Interior is involved in "the management of 100,000 leases for individual [Native Americans] and tribes on trust land that encompasses approximately 56,000,000 acres (230,000 km2). Leasing, use permits, sale revenues, and interest of approximately $226 million per year are collected for approximately 230,000 individual Indian money [(IIM)] accounts, and about $530 million per year are collected for approximately 1,400 tribal accounts. In addition, the trust currently manages approximately $2.8 billion in tribal funds and $400 million in individual Native American funds." [50]

"Under current regulations, probates need to be conducted for every account with trust assets, even those with balances between one cent and one dollar. While the average cost for a probate process exceeds $3,000, even a streamlined, expedited process...costing as little as $500 would require almost $10,000,000 to probate the $5,700 in these accounts." [49] :8

"Unlike most private trusts, the federal government bears the entire cost of administering the Indian trust. As a result, the usual incentives found in the commercial sector for reducing the number of small or inactive accounts do not apply to the Indian trust. Similarly, the United States has not adopted many of the tools that States and local government entities have for ensuring that unclaimed or abandoned property is returned to productive use within the local community." [49] :8

Fractionation is not a new issue. In the 1920s, the Brookings Institution conducted a major study of the conditions of the Native Americans and included data on the impacts of fractionation. This report, which became known as the Meriam Report, was issued in 1928. Its conclusions and recommendations formed the basis for land reform provisions that were included in what would become the IRA. "The original versions of the IRA included two key titles; one dealing with probate and the other with land consolidation." Because of opposition to many of these provisions in Indian Country, often by the major European-American ranchers and industry who leased land and other private interests, most were removed while Congress was considering the bill. The final version of the IRA included only a few basic land reforms and probate measures. Although Congress enabled major reforms in the structure of tribes through the IRA and stopped the allotment process, it did not meaningfully address fractionation as had been envisioned by John Collier, then Commissioner of Indian Affairs, or the Brookings Institution. [49] :8

"In 1922, the General Accounting Office (GAO) conducted an audit of 12 reservations to determine the severity of fractionation on those reservations. The GAO found that on the 12 reservations for which it compiled data, there were approximately 80,000 discrete owners but, because of fractionation, there were over a million ownership records associated with those owners. The GAO also found that if the land were physically divided by the fractional interests, many of these interests would represent less than one square foot of ground. In early 2002, the Department of the Interior attempted to replicate the audit methodology used by the GAO and to update the GAO report data to assess the continued growth of fractionation." It found that it increased by more than 40% between 1992 and 2002. [49] :8

"As an example of continuing fractionation, consider a real tract identified in 1987 in Hodel v. Irving , 481 U.S. 704 (1987):

Tract 1305 is 40 acres (160,000 m2) and produces $1,080 in income annually. It is valued at $8,000. It has 439 owners, one-third of whom receive less than $.05 in annual rent and two-thirds of whom receive less than $1. The largest interest holder receives $82.85 annually. The common denominator used to compute fractional interests in the property is 3,394,923,840,000. The smallest heir receives $.01 every 177 years. If the tract were sold (assuming the 439 owners could agree) for its estimated $8,000 value, he would be entitled to $.000418. The administrative costs of handling this tract are estimated by the Bureau of Indian Affairs at $17,560 annually.
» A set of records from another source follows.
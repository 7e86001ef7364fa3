//! Standard activity library
//!
//! Collection of built-in activity kinds for common workflow steps

mod console;
mod control_flow;
mod math;
mod variables;

pub use console::WriteLine;
pub use control_flow::{Fault, Finish, IfElse, Signaled};
pub use math::Absolute;
pub use variables::SetVariable;

use actruntime::{ActivityFactory, ActivityTypeRegistry, QualifiedNameResolver};
use std::sync::Arc;

/// Path prefix under which the standard kinds resolve by qualified name
pub const QUALIFIED_PREFIX: &str = "activities";

/// Factories for every standard activity kind
pub fn catalog() -> Vec<Arc<dyn ActivityFactory>> {
    let factories: [Arc<dyn ActivityFactory>; 7] = [
        Arc::new(math::AbsoluteFactory),
        Arc::new(variables::SetVariableFactory),
        Arc::new(console::WriteLineFactory),
        Arc::new(control_flow::IfElseFactory),
        Arc::new(control_flow::SignaledFactory),
        Arc::new(control_flow::FaultFactory),
        Arc::new(control_flow::FinishFactory),
    ];
    factories.into()
}

/// Fallback resolver accepting `activities::<Kind>` names
pub fn qualified_catalog() -> QualifiedNameResolver {
    QualifiedNameResolver::from_factories(QUALIFIED_PREFIX, catalog())
}

/// Registry over the standard kinds, with qualified-name fallback
pub fn standard_registry() -> ActivityTypeRegistry {
    ActivityTypeRegistry::new(catalog).with_fallback(qualified_catalog())
}
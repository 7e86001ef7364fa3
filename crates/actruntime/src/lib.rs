//! Workflow construction and execution runtime
//!
//! This crate resolves activity kinds by type name, builds runnable
//! workflows from definitions and drives them one activity at a time.

mod factory;
mod registry;
mod runner;
mod runtime;

pub use factory::WorkflowFactory;
pub use registry::{
    ActivityCatalog, ActivityFactory, ActivityMetadata, ActivityType, ActivityTypeRegistry,
    DefaultInstanceProvider, InstanceProvider, NoFallback, QualifiedNameResolver,
    TypeNameResolver,
};
pub use runner::{RunOutcome, WorkflowRunner};
pub use runtime::{ActivityRuntime, RuntimeConfig};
Today, this tract produces $2,000 in income annually and is valued at $22,000. It now has 505 owners but the common denominator used to compute fractional interests has grown to 220,670,049,600,000. If the tract were sold (assuming the 505 owners could agree) for its estimated $22,000 value, the smallest heir would now be entitled to $.00001824." The administrative costs of handling this tract in 2003 are estimated by the BIA at $42,800." [50]
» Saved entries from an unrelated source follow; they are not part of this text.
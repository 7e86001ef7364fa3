use crate::{ActivityState, Variables, WorkflowStatus};
use chrono::{DateTime, Utc};
use serde::{Deserialize, Serialize};
use std::collections::HashMap;

/// Saved runtime state of one activity
#[derive(Debug, Clone, Default, PartialEq, Serialize, Deserialize)]
pub struct ActivityInstance {
    pub state: ActivityState,
    #[serde(default)]
    pub output: Variables,
}

/// Snapshot of a workflow run, handed to and received from persistence
#[derive(Debug, Clone, PartialEq, Serialize, Deserialize)]
pub struct WorkflowInstance {
    pub id: String,
    pub definition_id: String,
    pub version: u32,
    #[serde(default)]
    pub correlation_id: Option<String>,
    pub created_at: DateTime<Utc>,
    pub status: WorkflowStatus,
    /// Workflow-input scope at the time of the snapshot
    #[serde(default)]
    pub scope: Variables,
    #[serde(default)]
    pub activities: HashMap<String, ActivityInstance>,
    /// Activities still scheduled, next first
    #[serde(default)]
    pub cursor: Vec<String>,
    #[serde(default)]
    pub blocking: Vec<String>,
    #[serde(default)]
    pub fault: Option<String>,
}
Fractionation has become significantly worse. As noted above, in some cases the land is so highly fractionated that it can never be made productive. With such small ownership interests, "it is nearly impossible to obtain the level of consent necessary to lease the land." "In addition, to manage highly fractionated parcels of land, the government spends more money probating estates, maintaining title records, leasing the land, and attempting to manage and distribute tiny amounts of income to individual owners than is received in income from the land. In many cases, the costs associated with managing these lands can be significantly more than the value of the underlying asset." [49] :9 [50]

Criticisms

Angie Debo's, And Still the Waters Run: The Betrayal of the Five Civilized Tribes (1940), claimed the allotment policy of the Dawes Act (as later extended to apply to the Five Civilized Tribes through the Dawes Commission and the Curtis Act of 1898) was systematically manipulated to deprive the Native Americans of their lands and resources. [51] Ellen Fitzpatrick claimed that Debo's book "advanced a crushing analysis of the corruption, moral depravity, and criminal activity that underlay White administration and execution of the allotment policy." [52]

See also

Notes

  1. "General Allotment Act (or Dawes Act), Act of Feb. 8, 1887 (24 Stat. 388, ch. 119, 25 USCA 331), Acts of Forty-ninth Congress–Second Session, 1887". Archived from the original on May 25, 2011. Retrieved February 3, 2011.
  2. 1 2 "Dawes Act (1887)". OurDocuments.gov. National Archives and Records Administration. Retrieved August 15, 2015.
  3. 1 2 Blansett, Kent (2015). Crutchfield, James A.; Moutlon, Candy; Del Bene, Terry (eds.). The Settlement of America: An Encyclopedia of Westward Expansion from Jamestown to the Closing of the Frontier. Routledge. pp. 161–162. ISBN   9780765619846.
  4. 1 2 3 4 5 6 Grande, Sandy (2015). Red Pedagogy: Native American Social and Political Thought, 10th Anniversary Edition. Rowman & Littlefield. pp. 142–143. ISBN   9781610489898.
  5. 1 2 3 M. B. Osburn, Katherine (1998). Mccall, Laura; Yacovone, Donald (eds.). A Shared Experience: Men, Women, and the History of Gender. NYU Press. p. 247. ISBN   9780814796832.
  6. Friedman, Lawrence M. (2005). A History of American Law: Third Edition. Simon & Schuster. p. 387. ISBN   9780684869889.
  7. "The U.S. Has Nearly 1.9 Billion Acres of Land. Here's How It is Used". NPR.org.
  8. Schultz, Jeffrey D.; Aoki, Andrew L.; Haynie, Kerry L.; McCulloch, Anne M., eds. (2000). Encyclopedia of Minorities in American Politics: Volume 2 Hispanic Americans and Native Americans. Greenwood Publishing Group. p. 608. ISBN   9781573561495.
  9. Schultz, Jeffrey D.; Aoki, Andrew L.; Haynie, Kerry L.; McCulloch, Anne M., eds. (2000). Encyclopedia of Minorities in American Politics: Volume 2 Hispanic Americans and Native Americans. Greenwood Publishing Group. p. 607. ISBN   9781573561495.
  10. "The Thirties in America: Indian Reorganization Act" Archived 2013-08-28 at the Wayback Machine , Salem Press, Retrieved August 13, 2013.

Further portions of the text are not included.